Is discernment a spiritual gift that some believers have and other believers do not? Why is it easier for some people to discern when something is spiritually amiss, and others fail to notice? I have noticed that spiritual discernment is a lot less common than it used to be. Spiritual discernment sounds an alarm that something is wrong with an event, location, or words spoken. It seems like it used to be common for people to notice. It is like someone who has been driving for many years and can just “feel it” when another driver is about to cut them off or do something careless while driving. Inexperienced drivers have less built-in radar for all the possible risks around them. It is an acquired wisdom that comes with age and experience and usually an accident or two.

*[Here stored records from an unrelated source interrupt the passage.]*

//! Input and output locations.

use std::path::{Path, PathBuf};

use serde::{Deserialize, Serialize};

fn default_data_dir() -> PathBuf {
    PathBuf::from("jsonfiles")
}

fn default_output_dir() -> PathBuf {
    PathBuf::from("output")
}

fn default_integrated_file() -> String {
    "integrated_data.json".to_string()
}

#[derive(Debug, Clone, Deserialize, Serialize, PartialEq, Eq)]
pub struct PathsConfig {
    /// Directory holding the four normalized source files.
    #[serde(default = "default_data_dir")]
    pub data_dir: PathBuf,

    /// Directory the integrated document is written to.
    #[serde(default = "default_output_dir")]
    pub output_dir: PathBuf,

    /// File name of the integrated document inside `output_dir`.
    #[serde(default = "default_integrated_file")]
    pub integrated_file: String,
}

impl PathsConfig {
    #[must_use]
    pub fn integrated_path(&self) -> PathBuf {
        self.output_dir.join(&self.integrated_file)
    }

    #[must_use]
    pub fn source_path(&self, file_name: &str) -> PathBuf {
        self.data_dir.join(file_name)
    }

    #[must_use]
    pub fn data_dir(&self) -> &Path {
        &self.data_dir
    }
}

impl Default for PathsConfig {
    fn default() -> Self {
        Self {
            data_dir: default_data_dir(),
            output_dir: default_output_dir(),
            integrated_file: default_integrated_file(),
        }
    }
}
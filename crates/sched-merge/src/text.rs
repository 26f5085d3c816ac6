//! Text decoding applied while merging.

/// Decode underscore-encoded spaces left behind by upstream normalization.
#[must_use]
pub fn decode_underscores(text: &str) -> String {
    text.replace('_', " ")
}

/// [`decode_underscores`] over an optional field.
#[must_use]
pub fn decode_opt(text: Option<String>) -> Option<String> {
    text.map(|text| decode_underscores(&text))
}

I have thought for a while that discernment was a spiritual gift that some have, and some do not. It is getting less and less common. But after looking in Scripture, I have come to another conclusion. I have come to believe that it is available to all mature believers, just as wisdom in driving is available to all mature drivers. Mature drivers have spent much time driving and practicing the “Rules of the Road.” Mature believers have spent much time reading and living the Rules of God in His Holy Word. But it is not just about information and practice. It is also about learning from our mistakes. It is about correcting wrong habits and learning right ones. It is about spending time examining what we or someone else did wrong and learning more responsible and God-honoring actions.
The Merriam-Webster dictionary defines discernment as “the quality of being able to grasp and comprehend what is obscure.” By implication it is the ability to see deeper than surface perceptions, and typically more than most other people notice. Discernment also implies wisdom and good judgement and the ability to make good decisions. Discernment for good seeks and speaks truth. Godly discernment is based upon wisdom and truth. It reflects the character of God.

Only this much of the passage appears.